My relationship with my mother was often troubled but I had never doubted her love for me….. until now. My mother was irrational, controlling, generous and in many ways self centred. My achievements were never shouted about unless it was as a reflection on her as a parent. She interfered in my marriage and even followed us on holiday one year. I remember when I got married that she was terribly upset that people did not congratulate her as mother of the bride. Conversely, she loved my now e-husband and we always joked that she loved him more than me. I bent over backwards to please her, was actually frightened of upsetting her, sacrificed every Christmas to keep her and my mother in law happy, tried in so many different ways to please her and make her proud and never ever got the desired reaction.
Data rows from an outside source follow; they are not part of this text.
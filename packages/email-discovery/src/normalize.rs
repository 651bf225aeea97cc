//! Website canonicalization.
//!
//! Everything here is pure: no network, no errors. An unusable website simply
//! yields an empty domain, which gates the domain-dependent strategies off.

use std::sync::LazyLock;

use regex::Regex;
use url::Url;

static SCHEME: LazyLock<Regex> =
    LazyLock::new(|| Regex::new(r"^[A-Za-z][A-Za-z0-9+.\-]*://").expect("valid scheme regex"));

/// Turn a raw website string into a fetchable URL.
///
/// Prepends `https://` when no scheme is present and strips trailing slashes.
/// Idempotent: `normalize_url(&normalize_url(x)) == normalize_url(x)`.
pub fn normalize_url(input: &str) -> String {
    let trimmed = input.trim();
    let (scheme, rest) = match SCHEME.find(trimmed) {
        Some(m) => trimmed.split_at(m.end()),
        None => ("https://", trimmed),
    };
    let rest = rest.trim_end_matches(|c: char| c == '/' || c.is_whitespace());
    format!("{scheme}{rest}")
}

/// Bare registrable host of a website, without a leading `www.`.
///
/// Returns an empty string when the website cannot be parsed.
pub fn extract_domain(website: &str) -> String {
    if website.trim().is_empty() {
        return String::new();
    }
    Url::parse(&normalize_url(website))
        .ok()
        .and_then(|u| u.host_str().map(str::to_lowercase))
        .map(|host| host.strip_prefix("www.").map(str::to_string).unwrap_or(host))
        .unwrap_or_default()
}

/// Whether the email's domain belongs to the site: equal, or either one is a
/// subdomain of the other.
pub fn email_domain_matches_site(email: &str, site_domain: &str) -> bool {
    let Some((_, email_domain)) = email.rsplit_once('@') else {
        return false;
    };
    let email_domain = email_domain.trim().to_lowercase();
    let site = site_domain.trim().to_lowercase();
    let site = site.strip_prefix("www.").unwrap_or(&site);
    if email_domain.is_empty() || site.is_empty() {
        return false;
    }
    email_domain == site
        || email_domain.ends_with(&format!(".{site}"))
        || site.ends_with(&format!(".{email_domain}"))
}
I can now see that she tolerated my efforts but did not appreciate them.

 

My marriage started off fine even though I did not know at the time that my husband was a consistent cheater. I can see that that grew into a level of tolerance though. I would try to engage him in conversation and could literally see his attention wander. He slowly shut me out and although I was always his biggest cheerleader and supported all his schemes, most of which he never managed to finish, he definitely tolerated my efforts rather than appreciating them. Eventually we split up in rather horrific circumstances involving me being just about to give birth and my dad dying.

 

I have even noticed certain friends, who when you talk to them at a party or other social event will appear to be listening to you, but you gradually become aware that they have one eye on looking for someone else to talk that they might find more interesting. To some extent, even my kids do it although they would definitely deny it!

 

So, how do we solve this problem of allowing those people close to us to get away with just tolerating us instead of celebrating us? Do we call them out about it? Do we cut them out of our lives? I do not have an easy answer and I think it is harder to dal with if you naturally are a people pleaser. Let’s face it, we all want to please the people who are closest to us because we love them and value them. It is so important though to not settle and to make sure that they value you equally too. I think the starting point for this comes from self worth and self esteem. Something I know I struggle with and have done from an incredibly early age. The older I get though, the more certain I become that I will not settle anymore! I have cut people off and I would not hesitate to do it again. 

 

In some ways feeling that you are being tolerated can be worse than someone actually treating you badly as daily you can feel yourself die a little bit inside. So, you try even harder, but the feeling does not go away and eventually you just feel that you have lost yourself and that idea of who you are.

 

To quote Taylor again “I know my love should be celebrated” so do not let anyone make you feel that you are just being put up with and tolerated. We are all worth so much more then that!